AWS Redshift has proven to be a highly scalable and reliable data warehouse solution. Like any other database/data warehouse system, we need to constantly monitor it. Some systems are more sophisticated than others, some offer better management consoles than others.
In the case of AWS Redshift the console will give you infrastructure or cluster related info related to health, configuration, etc. But, we also need to monitor things like data health, query execution, space available. There’s an extensive list of system tables and views that you can query to get this information.

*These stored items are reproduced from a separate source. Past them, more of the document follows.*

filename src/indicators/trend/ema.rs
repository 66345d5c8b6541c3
//! EMA (Exponential Moving Average) indicator

use crate::models::indicators::EmaIndicator;
use crate::models::market::PriceBar;

/// Calculate EMA over the full window, seeded with the first close.
pub fn calculate_ema(bars: &[PriceBar], period: u32) -> Option<EmaIndicator> {
    if period == 0 || bars.len() < period as usize {
        return None;
    }

    let alpha = 2.0 / (period as f64 + 1.0);
    let mut ema = bars[0].close;
    for bar in &bars[1..] {
        ema = alpha * bar.close + (1.0 - alpha) * ema;
    }

    Some(EmaIndicator { value: ema, period })
}

/// Fast/slow EMA pair for trend confluence checks.
pub fn calculate_ema_pair(
    bars: &[PriceBar],
    fast: u32,
    slow: u32,
) -> Option<(EmaIndicator, EmaIndicator)> {
    let fast_ema = calculate_ema(bars, fast)?;
    let slow_ema = calculate_ema(bars, slow)?;
    Some((fast_ema, slow_ema))
}
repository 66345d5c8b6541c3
//! External data provider seams

pub mod providers;

pub use providers::*;
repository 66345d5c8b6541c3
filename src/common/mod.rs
pub mod math;
//! Unit tests for shared math helpers

use voltrix::common::math::{percent_returns, sma, standard_deviation, true_range};

#[test]
fn test_sma_basic() {
    let values = vec![1.0, 2.0, 3.0, 4.0, 5.0];
    assert_eq!(sma(&values, 5), Some(3.0));
    assert_eq!(sma(&values, 2), Some(4.5));
}

#[test]
fn test_sma_insufficient() {
    let values = vec![1.0, 2.0];
    assert_eq!(sma(&values, 3), None);
    assert_eq!(sma(&values, 0), None);
}

#[test]
fn test_standard_deviation_constant_series() {
    let values = vec![5.0; 10];
    assert_eq!(standard_deviation(&values, 10), Some(0.0));
}

#[test]
fn test_standard_deviation_known_values() {
    // Population stddev of [2, 4, 4, 4, 5, 5, 7, 9] is exactly 2.
    let values = vec![2.0, 4.0, 4.0, 4.0, 5.0, 5.0, 7.0, 9.0];
    let sd = standard_deviation(&values, 8).unwrap();
    assert!((sd - 2.0).abs() < 1e-12);
}

#[test]
fn test_true_range_gap_up() {
    // Gap above prior close: TR spans from prior close to the high.
    let tr = true_range(110.0, 106.0, 100.0);
    assert!((tr - 10.0).abs() < 1e-12);
}

#[test]
fn test_true_range_inside_bar() {
    let tr = true_range(102.0, 99.0, 101.0);
    assert!((tr - 3.0).abs() < 1e-12);
}

#[test]
fn test_percent_returns() {
    let closes = vec![100.0, 102.0, 96.9];
    let rets = percent_returns(&closes);
    assert_eq!(rets.len(), 2);
    assert!((rets[0] - 2.0).abs() < 1e-9);
    assert!((rets[1] - (-5.0)).abs() < 1e-9);
}
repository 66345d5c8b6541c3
//! Risk policy models

use serde::{Deserialize, Serialize};

use crate::models::event::ImpactLevel;
use crate::models::market::Regime;
use crate::models::signal::StrategyKind;

/// Unified severity scale for position-size scaling. Regimes and event
/// impact levels both map onto it.
#[derive(Debug, Clone, Copy, PartialEq, Eq, PartialOrd, Ord, Hash, Serialize, Deserialize)]
pub enum Severity {
    Low,
    Normal,
    Elevated,
    High,
    Extreme,
}

impl From<Regime> for Severity {
    fn from(regime: Regime) -> Self {
        match regime {
            Regime::Low => Severity::Low,
            Regime::Normal => Severity::Normal,
            Regime::Elevated => Severity::Elevated,
            Regime::High => Severity::High,
            Regime::Explosive => Severity::Extreme,
        }
    }
}

impl From<ImpactLevel> for Severity {
    fn from(impact: ImpactLevel) -> Self {
        match impact {
            ImpactLevel::Medium => Severity::Elevated,
            ImpactLevel::High => Severity::High,
            ImpactLevel::Extreme => Severity::Extreme,
        }
    }
}

/// How the stop distance is derived for a strategy.
#[derive(Debug, Clone, Copy, PartialEq, Serialize, Deserialize)]
pub enum StopRule {
    /// Multiple of the current ATR. Technical strategies.
    AtrMultiple(f64),
    /// Fraction of the event's expected move. News strategies.
    ExpectedMoveFraction(f64),
}

/// One exit level expressed in R multiples (multiples of the stop distance).
#[derive(Debug, Clone, Copy, PartialEq, Serialize, Deserialize)]
pub struct TargetRule {
    pub distance_r: f64,
    pub allocation: f64,
}

impl TargetRule {
    pub const fn new(distance_r: f64, allocation: f64) -> Self {
        Self {
            distance_r,
            allocation,
        }
    }
}

/// Sizing and exit parameter bundle for one (strategy, severity) pair.
/// A pure, deterministic mapping; no mutable state behind it.
#[derive(Debug, Clone, Serialize, Deserialize)]
pub struct RiskPolicy {
    pub strategy: StrategyKind,
    pub severity: Severity,
    /// Fraction of account balance risked per trade.
    pub size_fraction: f64,
    pub stop: StopRule,
    pub targets: Vec<TargetRule>,
    /// Profit, in R multiples, at which the trailing stop arms.
    pub trailing_activation_r: f64,
    pub max_hold_minutes: i64,
}

impl RiskPolicy {
    /// Resolve the stop distance in price units. `expected_move` is required
    /// for news policies and ignored otherwise.
    pub fn stop_distance(&self, atr: f64, expected_move: Option<f64>) -> Option<f64> {
        match self.stop {
            StopRule::AtrMultiple(mult) => (atr > 0.0).then(|| mult * atr),
            StopRule::ExpectedMoveFraction(frac) => {
                expected_move.filter(|m| *m > 0.0).map(|m| frac * m)
            }
        }
    }

    /// Allocation-weighted reward in R multiples, the risk/reward input to
    /// confidence scoring.
    pub fn reward_multiple(&self) -> f64 {
        self.targets
            .iter()
            .map(|t| t.distance_r * t.allocation)
            .sum()
    }

    pub fn allocation_total(&self) -> f64 {
        self.targets.iter().map(|t| t.allocation).sum()
    }
}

They are easy to identify because their names are prefixed with STL, STV, SVL or SVV.
I have made my own catalog of useful admin queries I constantly run in order to have a better idea of where I stand.
STL – tables are generated from logs that have been persisted to disk to provide a history of the system.
More information, here.
STV – tables are virtual tables that contain snapshots of the current system data.
More information, here.
SVV – View that reference STV tables.
SVL – Views that reference SVL table.
More information, here,
AWS Redshift useful admin queries
I have made a list of the queries I use most on a regular basis (which I keep updating constantly):
List of current sessions/connections
SELECT * FROM stv_sessions;
List of locked tables
SELECT * FROM stv_locks;
Terminate or kill a session/connection
Cancel a running query
Error detail for queries that fail
SELECT * FROM stl_load_errors ORDER BY starttime DESC;
Get list of DDL statements
DDL statements include:
CREATE SCHEMA, TABLE, VIEW
DROP SCHEMA, TABLE, VIEW
ALTER SCHEMA, TABLE
SELECT xid, starttime, SEQUENCE, SUBSTRING(TEXT,1,200) AS TEXT FROM stl_ddltext ORDER BY xid DESC, SEQUENCE;
List of tables by user
SELECT * FROM pg_tables WHERE schemaname = 'USER_NAME';
Summary data for a given query
SELECT * FROM svl_query_summary WHERE query = QUERY_ID ORDER BY stm, seg, step;
List of queries currently ‘Running’
SELECT pid, TRIM(user_name), starttime, query, SUBSTRING(query,1,20), status FROM stv_recents WHERE status = 'Running';
Disk space summary
SELECT SUM(capacity) / 1024 AS capacity_gbytes, SUM(used) / 1024 AS used_gbytes, (SUM( capacity) - SUM(used)) / 1024 AS free_gbytes FROM stv_partitions WHERE part_begin = 0;
Disk space summary by table
SELECT TRIM(pgdb.datname) AS DATABASE, TRIM(pgn.nspname) AS SCHEMA, TRIM(a.name) AS TABLE, b.mbytes, a.rows FROM (SELECT db_id, id, name, SUM(ROWS) AS ROWS FROM stv_tbl_perm a GROUP BY db_id, id, name) AS a JOIN pg_class AS pgc ON pgc.oid = a.id JOIN pg_namespace AS pgn ON pgn.oid = pgc.relnamespace JOIN pg_database AS pgdb ON pgdb.oid = a.db_id JOIN (SELECT tbl, COUNT(*) AS mbytes FROM stv_blocklist GROUP BY tbl) b ON a.id = b.tbl ORDER BY mbytes DESC, a.db_id, a.name;
Table definition: fields summary including sortkey and distkey
-- Show which schemas are included in the search SHOW search_path; -- Add all necessary schemas to include in search path SET search_path TO '$user','public','SCHEMA_1','SCHEMA_2'; -- Show table definitions SELECT * FROM pg_table_def WHERE schemaname = 'SCHEMA_NAME' -- optional AND tablename = 'TABLE_NAME'; -- optional
Show query text for specific query
SELECT query, TRIM(querytxt) AS sqlquery FROM stl_query WHERE query = 295235 ORDER BY query DESC LIMIT 5;
I hope this information is as useful for you as it is for me!